The wrong dress blues for this Marine
TEXT OF ESSAY
TESS VIGELAND: Anthony Swofford served in the first Gulf War as an elite sniper in the Marines. His bestselling memoir, “Jarhead,” shares that story. When Swofford came back from months of active duty, where he marched through burning oil fields and sifted through bombed Iraqi corpses, he prepared to enter civilian life — and faced a grim economic reality.
ANTHONY SWOFFORD: As a corporal in the U.S. Marine Corps, I made less than $800 a month after taxes. My car payment was around $180 a month — I drove a modest Nissan 4×4 pickup. The rest of the money I spent on car insurance; food; that mainstay of the Marine diet, beer; and the gas I needed to escape from the desert Marine base at Twenty-nine Palms to Los Angeles on the weekends.
We’d been back from the Gulf War for a year, but combat still haunted us, and we were always ready to fight the next battle. It should come as no surprise that many of us looked over our finances with aggressive irresponsibility, if not outright malevolence.
If you might die very soon, why on earth should you care about your bank balance? They can’t squeeze car payments from a dead Marine, can they? Then borrow the money for the car at a criminally high APR from one of those jalopy dealers outside the base. Say yes to that credit card. And yes to that one as well.
I’d always planned to leave the Marine Corps after four years to attend college. I was in that fourth year and I’d saved exactly zero dollars beyond the $14,000 in my GI Bill. I’d lived with the fantasy that the GI Bill would see me through an undergrad degree and on to graduate school and that I’d not have to work.

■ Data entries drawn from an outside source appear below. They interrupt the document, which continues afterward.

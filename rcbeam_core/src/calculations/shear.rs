//! # Shear Engine
//!
//! Vertical stirrup design per IS 456 40.
//!
//! ## Procedure
//!
//! 1. Nominal shear stress τv = Vu / (b d)
//! 2. Design shear strength of concrete τc from Table 19, interpolated on
//!    the tension steel percentage and concrete grade
//! 3. τv > τc,max (Table 20) is unsafe whatever the stirrups
//! 4. τv ≤ τc: minimum stirrups (26.5.1.6)
//! 5. τv > τc: Vus = Vu - τc b d, sv = 0.87 fy Asv d / Vus (40.4a)
//! 6. Spacing capped at min(0.75 d, 300 mm) and rounded down
//!
//! ## Example
//!
//! ```rust
//! use rcbeam_core::calculations::shear::{calculate, ShearInput};
//! use rcbeam_core::materials::Material;
//! use rcbeam_core::section::Section;
//! use rcbeam_core::settings::ShearSettings;
//!
//! let input = ShearInput::new(
//!     Section::rectangular(300.0, 450.0, 410.0, 25.0),
//!     Material::new(25.0, 500.0),
//!     90.0,
//!     0.63,
//! );
//! let result = calculate(&input, &ShearSettings::default()).unwrap();
//! assert!(result.is_safe);
//! assert!(result.stirrups_designed);
//! assert_eq!(result.spacing_mm, 300.0);
//! ```

use serde::{Deserialize, Serialize};

use crate::code_refs;
use crate::errors::{no_errors, CalcError, CalcResult, DesignError, DesignStage, ErrorCode};
use crate::materials::rebar::{bar_area_mm2, is_standard_diameter};
use crate::materials::{Material, STEEL_DESIGN_FACTOR};
use crate::section::Section;
use crate::settings::ShearSettings;
use crate::tables::design_tables;
use crate::units::{kn_to_n, n_to_kn};

/// Asv / (b sv) ≥ 0.4 / (0.87 fy)
const MIN_SHEAR_STRESS_MPA: f64 = 0.4;

/// Vertical stirrup choice: bar diameter and number of legs.
#[derive(Debug, Clone, Copy, PartialEq, Eq, Hash, PartialOrd, Ord, Serialize, Deserialize)]
pub struct StirrupSpec {
    pub diameter_mm: u32,
    pub legs: u32,
}

impl Default for StirrupSpec {
    fn default() -> Self {
        StirrupSpec {
            diameter_mm: 8,
            legs: 2,
        }
    }
}

impl StirrupSpec {
    pub fn new(diameter_mm: u32, legs: u32) -> Self {
        StirrupSpec { diameter_mm, legs }
    }

    /// Total leg area Asv (mm²)
    pub fn area_mm2(&self) -> f64 {
        self.legs as f64 * bar_area_mm2(self.diameter_mm)
    }

    pub fn validate(&self) -> CalcResult<()> {
        if !is_standard_diameter(self.diameter_mm) {
            return Err(CalcError::invalid_input(
                "stirrup.diameter_mm",
                self.diameter_mm.to_string(),
                "Not a standard bar diameter",
            ));
        }
        if self.legs < 2 {
            return Err(CalcError::invalid_input(
                "stirrup.legs",
                self.legs.to_string(),
                "Stirrups need at least two legs",
            ));
        }
        Ok(())
    }
}

impl std::fmt::Display for StirrupSpec {
    fn fmt(&self, f: &mut std::fmt::Formatter<'_>) -> std::fmt::Result {
        write!(f, "{}L-{}φ", self.legs, self.diameter_mm)
    }
}

/// Input parameters for the shear engine.
///
/// ## JSON Example
///
/// ```json
/// {
///   "section": { "width_mm": 300.0, "overall_depth_mm": 450.0,
///                "effective_depth_mm": 410.0, "cover_mm": 25.0 },
///   "material": { "fck_mpa": 25.0, "fy_mpa": 500.0 },
///   "shear_kn": 90.0,
///   "tension_steel_percent": 0.63,
///   "stirrup": { "diameter_mm": 8, "legs": 2 }
/// }
/// ```
#[derive(Debug, Clone, PartialEq, Serialize, Deserialize)]
pub struct ShearInput {
    pub section: Section,
    pub material: Material,

    /// Factored shear force (kN); the sign is ignored
    pub shear_kn: f64,

    /// 100 Ast / (b d) of the tension steel at the section
    pub tension_steel_percent: f64,

    #[serde(default)]
    pub stirrup: StirrupSpec,
}

impl ShearInput {
    pub fn new(section: Section, material: Material, shear_kn: f64, tension_steel_percent: f64) -> Self {
        ShearInput {
            section,
            material,
            shear_kn,
            tension_steel_percent,
            stirrup: StirrupSpec::default(),
        }
    }

    pub fn with_stirrup(mut self, stirrup: StirrupSpec) -> Self {
        self.stirrup = stirrup;
        self
    }

    pub fn validate(&self) -> CalcResult<()> {
        self.section.validate()?;
        self.material.validate()?;
        self.stirrup.validate()?;
        if !self.shear_kn.is_finite() {
            return Err(CalcError::invalid_input(
                "shear_kn",
                self.shear_kn.to_string(),
                "Shear must be a finite number",
            ));
        }
        if !(self.tension_steel_percent >= 0.0 && self.tension_steel_percent.is_finite()) {
            return Err(CalcError::invalid_input(
                "tension_steel_percent",
                self.tension_steel_percent.to_string(),
                "Steel percentage must be non-negative",
            ));
        }
        Ok(())
    }
}

/// Which rule set the adopted stirrup spacing
#[derive(Debug, Clone, Copy, PartialEq, Eq, Hash, Serialize, Deserialize)]
pub enum SpacingGovernor {
    /// Shear carried by stirrups (40.4a)
    Strength,
    /// Minimum shear reinforcement (26.5.1.6)
    MinimumSteel,
    /// Maximum spacing min(0.75 d, 300) (26.5.1.5)
    MaximumSpacing,
}

/// Stirrup spacing for a given shear.
#[derive(Debug, Clone, Copy, PartialEq, Serialize, Deserialize)]
pub struct SpacingDesign {
    /// Shear to be carried by stirrups Vus (kN), zero when τv ≤ τc
    pub vus_kn: f64,
    /// Spacing from 40.4(a), None when stirrups carry no shear
    pub strength_spacing_mm: Option<f64>,
    /// Spacing giving the minimum shear reinforcement
    pub minimum_spacing_mm: f64,
    /// min(0.75 d, 300)
    pub maximum_spacing_mm: f64,
    /// Adopted spacing, rounded down
    pub spacing_mm: f64,
    pub governed_by: SpacingGovernor,
}

/// Results from the shear engine.
///
/// ## JSON Example
///
/// ```json
/// {
///   "shear_kn": 90.0,
///   "tau_v_mpa": 0.732,
///   "tau_c_mpa": 0.53,
///   "tau_c_max_mpa": 3.1,
///   "steel_percent_used": 0.63,
///   "stirrups_designed": true,
///   "stirrup": { "diameter_mm": 8, "legs": 2 },
///   "spacing_mm": 300.0,
///   "is_safe": true,
///   "errors": []
/// }
/// ```
#[derive(Debug, Clone, PartialEq, Serialize, Deserialize)]
pub struct ShearResult {
    /// Magnitude of the design shear (kN)
    pub shear_kn: f64,
    pub tau_v_mpa: f64,
    pub tau_c_mpa: f64,
    pub tau_c_max_mpa: f64,
    /// Steel percentage used for the τc lookup (after clamping)
    pub steel_percent_used: f64,
    /// True when τv > τc and stirrups are designed for Vus
    pub stirrups_designed: bool,
    pub stirrup: StirrupSpec,
    pub design: SpacingDesign,
    /// Adopted stirrup spacing (mm)
    pub spacing_mm: f64,
    pub errors: Vec<DesignError>,
    pub is_safe: bool,
}

impl ShearResult {
    /// Shear carried by stirrups (kN)
    pub fn vus_kn(&self) -> f64 {
        self.design.vus_kn
    }
}

/// Design shear strength of concrete τc (N/mm²) with a clamp warning.
pub fn concrete_shear_strength(fck_mpa: f64, steel_percent: f64) -> (f64, f64, Option<DesignError>) {
    let lookup = design_tables().tau_c.lookup(steel_percent, fck_mpa);
    let warning = lookup.row_clamp.map(|clamp| {
        tracing::warn!(requested = clamp.requested, used = clamp.used, "τc steel percentage clamped");
        DesignError::warning(
            ErrorCode::SteelPercentClamped,
            DesignStage::Shear,
            format!(
                "Steel percentage {:.2}% outside Table 19; {:.2}% used",
                clamp.requested, clamp.used
            ),
            code_refs::SHEAR_STRENGTH,
        )
    });
    let used = lookup.row_clamp.map_or(steel_percent, |c| c.used);
    (lookup.value, used, warning)
}

/// Maximum shear stress τc,max (N/mm²), Table 20
pub fn maximum_shear_stress(fck_mpa: f64) -> f64 {
    design_tables().tau_c_max.lookup(fck_mpa).value
}

fn round_down(value: f64, step: f64) -> f64 {
    if step <= 0.0 {
        return value;
    }
    let rounded = (value / step).floor() * step;
    if rounded > 0.0 {
        rounded
    } else {
        value
    }
}

/// Stirrup spacing for shear `shear_kn` given τc.
///
/// Shared by the shear engine and the stirrup zoning in detailing.
pub fn required_spacing_for(
    section: &Section,
    material: &Material,
    shear_kn: f64,
    tau_c_mpa: f64,
    stirrup: StirrupSpec,
    settings: &ShearSettings,
) -> SpacingDesign {
    let b = section.width_mm;
    let d = section.effective_depth_mm;
    let fy = material.fy_mpa.min(settings.stirrup_fy_cap_mpa);
    let asv = stirrup.area_mm2();

    let vus = (kn_to_n(shear_kn.abs()) - tau_c_mpa * b * d).max(0.0);
    let strength = (vus > 0.0).then(|| STEEL_DESIGN_FACTOR * fy * asv * d / vus);
    let minimum = STEEL_DESIGN_FACTOR * fy * asv / (MIN_SHEAR_STRESS_MPA * b);
    let maximum = (settings.max_spacing_depth_factor * d).min(settings.max_spacing_mm);

    let (mut raw, mut governed_by) = match strength {
        Some(sv) if sv < minimum => (sv, SpacingGovernor::Strength),
        _ => (minimum, SpacingGovernor::MinimumSteel),
    };
    if maximum < raw {
        raw = maximum;
        governed_by = SpacingGovernor::MaximumSpacing;
    }

    SpacingDesign {
        vus_kn: n_to_kn(vus),
        strength_spacing_mm: strength,
        minimum_spacing_mm: minimum,
        maximum_spacing_mm: maximum,
        spacing_mm: round_down(raw, settings.spacing_round_mm),
        governed_by,
    }
}

/// Calculate the stirrup requirement.
///
/// # Returns
///
/// * `Ok(ShearResult)` - Design with diagnostics; `is_safe` is false when
///   τv exceeds τc,max
/// * `Err(CalcError)` - Invalid input
pub fn calculate(input: &ShearInput, settings: &ShearSettings) -> CalcResult<ShearResult> {
    input.validate()?;

    let section = &input.section;
    let material = &input.material;
    let b = section.width_mm;
    let d = section.effective_depth_mm;
    let vu = input.shear_kn.abs();
    let mut errors = Vec::new();

    let tau_v = kn_to_n(vu) / (b * d);
    let (tau_c, steel_percent_used, clamp_warning) =
        concrete_shear_strength(material.fck_mpa, input.tension_steel_percent);
    errors.extend(clamp_warning);
    let tau_c_max = maximum_shear_stress(material.fck_mpa);

    if tau_v > tau_c_max {
        errors.push(DesignError::error(
            ErrorCode::ShearStressExceedsMax,
            DesignStage::Shear,
            format!(
                "τv = {:.2} N/mm² exceeds τc,max = {:.2} N/mm²; section must be enlarged",
                tau_v, tau_c_max
            ),
            code_refs::MAX_SHEAR_STRESS,
        ));
    }

    let design = required_spacing_for(section, material, vu, tau_c, input.stirrup, settings);
    let stirrups_designed = tau_v > tau_c;

    if vu == 0.0 {
        errors.push(DesignError::info(
            ErrorCode::ZeroShear,
            DesignStage::Shear,
            "Zero design shear; minimum stirrups provided",
            code_refs::NOMINAL_SHEAR,
        ));
    } else if !stirrups_designed {
        errors.push(DesignError::info(
            ErrorCode::MinimumStirrupsGovern,
            DesignStage::Shear,
            format!(
                "τv = {:.3} N/mm² ≤ τc = {:.3} N/mm²; minimum stirrups provided",
                tau_v, tau_c
            ),
            code_refs::MIN_SHEAR_REINFORCEMENT,
        ));
    }
    if design.governed_by == SpacingGovernor::MaximumSpacing {
        errors.push(DesignError::info(
            ErrorCode::MaxSpacingGoverns,
            DesignStage::Shear,
            format!("Spacing limited to {:.0} mm", design.maximum_spacing_mm),
            code_refs::MAX_STIRRUP_SPACING,
        ));
    }

    tracing::debug!(
        shear_kn = vu,
        tau_v,
        tau_c,
        spacing = design.spacing_mm,
        "shear design complete"
    );

    let is_safe = no_errors(&errors);
    Ok(ShearResult {
        shear_kn: vu,
        tau_v_mpa: tau_v,
        tau_c_mpa: tau_c,
        tau_c_max_mpa: tau_c_max,
        steel_percent_used,
        stirrups_designed,
        stirrup: input.stirrup,
        design,
        spacing_mm: design.spacing_mm,
        errors,
        is_safe,
    })
}

#[cfg(test)]
mod tests {
    use super::*;

    fn input(shear_kn: f64, pt: f64) -> ShearInput {
        ShearInput::new(
            Section::rectangular(300.0, 450.0, 410.0, 25.0),
            Material::new(25.0, 500.0),
            shear_kn,
            pt,
        )
    }

    fn run(shear_kn: f64, pt: f64) -> ShearResult {
        calculate(&input(shear_kn, pt), &ShearSettings::default()).unwrap()
    }

    #[test]
    fn test_scenario_stirrups_designed() {
        let r = run(90.0, 0.627);
        assert!((r.tau_v_mpa - 0.7317).abs() < 1e-3);
        assert!(r.tau_c_mpa > 0.50 && r.tau_c_mpa < 0.56);
        assert!(r.stirrups_designed);
        assert!(r.vus_kn() > 20.0 && r.vus_kn() < 30.0);
        assert_eq!(r.spacing_mm, 300.0);
        assert_eq!(r.design.governed_by, SpacingGovernor::MaximumSpacing);
        assert!(r.is_safe);
        assert!(r.errors.iter().all(|e| !e.is_error()));
    }

    #[test]
    fn test_zero_shear_minimum_stirrups() {
        let r = run(0.0, 0.5);
        assert!(r.is_safe);
        assert!(!r.stirrups_designed);
        assert!(r.spacing_mm > 0.0);
        let zero = r.errors.iter().find(|e| e.code == ErrorCode::ZeroShear).unwrap();
        assert_eq!(zero.clause, code_refs::NOMINAL_SHEAR);
    }

    #[test]
    fn test_low_shear_minimum_governs() {
        let r = run(40.0, 0.5);
        assert!(!r.stirrups_designed);
        assert!(r.errors.iter().any(|e| e.code == ErrorCode::MinimumStirrupsGovern));
        assert_eq!(r.design.vus_kn, 0.0);
    }

    #[test]
    fn test_high_shear_strength_governs() {
        let r = run(250.0, 1.0);
        assert_eq!(r.design.governed_by, SpacingGovernor::Strength);
        assert!(r.spacing_mm < 150.0);
        assert_eq!(r.spacing_mm % 5.0, 0.0);
        assert!(r.spacing_mm <= r.design.strength_spacing_mm.unwrap());
    }

    #[test]
    fn test_exceeds_maximum_shear_stress() {
        // τc,max for M25 = 3.1; 300 × 410 × 3.1 = 381 kN
        let r = run(400.0, 1.0);
        assert!(!r.is_safe);
        assert!(r.errors.iter().any(|e| e.code == ErrorCode::ShearStressExceedsMax));
    }

    #[test]
    fn test_steel_percent_clamped_warns() {
        let r = run(90.0, 4.0);
        assert!(r.is_safe);
        assert_eq!(r.steel_percent_used, 3.0);
        assert!(r.errors.iter().any(|e| e.code == ErrorCode::SteelPercentClamped));
    }

    #[test]
    fn test_tau_c_table_values() {
        let (tc, _, w) = concrete_shear_strength(25.0, 0.5);
        assert!((tc - 0.49).abs() < 1e-9);
        assert!(w.is_none());
        // M40 column covers higher grades
        let (tc, _, w) = concrete_shear_strength(50.0, 1.0);
        assert!((tc - 0.68).abs() < 1e-9);
        assert!(w.is_none());
    }

    #[test]
    fn test_stirrup_fy_capped() {
        let a = calculate(&input(200.0, 1.0), &ShearSettings::default()).unwrap();
        let mut high = input(200.0, 1.0);
        high.material = Material::new(25.0, 550.0);
        let b = calculate(&high, &ShearSettings::default()).unwrap();
        assert_eq!(a.design.strength_spacing_mm, b.design.strength_spacing_mm);
    }

    #[test]
    fn test_negative_shear_uses_magnitude() {
        assert_eq!(run(-90.0, 0.627).spacing_mm, run(90.0, 0.627).spacing_mm);
    }

    #[test]
    fn test_invalid_stirrup_rejected() {
        let bad = input(90.0, 0.5).with_stirrup(StirrupSpec::new(9, 2));
        assert!(calculate(&bad, &ShearSettings::default()).is_err());
        let bad = input(90.0, 0.5).with_stirrup(StirrupSpec::new(8, 1));
        assert!(calculate(&bad, &ShearSettings::default()).is_err());
    }
}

When I started looking seriously at colleges, I realized that that government money wouldn’t pay for more than a few semesters of tuition and rent. Beatnik fantasies cost more than I’d ever realized.
I began to panic.
A Marine I knew who had three kids and an unemployed wife had been delivering for a Pizza Hut out in town. The moonlighting Marine was a common enough sight. They worked as bartenders, taxi drivers, and motel clerks, but most of those guys were married with kids.
One afternoon I headed out to the Pizza Hut. The manager looked like a cousin to the Mario Brothers. He hired me on the spot and gave me a uniform and told me to report the next day, a Friday, at 4.
Depressingly, the Pizza Hut uniform shared a color scheme with the vaunted Marine Corps dress blues: the polyester pants were blue and the shirt was blue and red with blue piping.
After a 5K run in the morning and an afternoon on the rifle range, I shed my battle dress camouflage uniform. I made the horrible mistake of donning the Pizza Hut threads while still in the barracks. At the time I was a co-leader of my platoon, and as my men changed into shorts, T-shirts and flip-flops, and prepared to party like it was 1999, I walked a reverse walk-of-shame from the barracks to the parking lot. My subordinates howled in delight as they watched their fearless leader scamper off to deliver pizzas.
I could find my way on foot, with a map and compass, through any landscape on earth, but in my truck I was rather lost in the sprawling exurbs of the high desert. I bungled more than a few deliveries and received multiple cold pizza complaints.
I delivered to a number of military families, and I recall these people averting their gaze when something in my bearing or my haircut tipped them off that I was a Marine.
As I recall, I made about $40 that night.
When I got back to the barracks after midnight my men were sufficiently drunk and passed out that I was able to slip into my room unnoticed. I looked at myself in the mirror, hair askew, a little puffy at the eyes.
The pizza-stained uniform made my combatant’s body look like a sack of bloated dough. I did the simple math: In eight months I’d be out of the Corps and my moonlighting would have netted me a few thousand dollars at most.
I never went back. Better to be a very broke college student than a member of the world’s most elite fighting force schlepping deep dish on a Friday night.
VIGELAND: “Jarhead” author Anthony Swofford’s latest book is the novel, “Exit A.”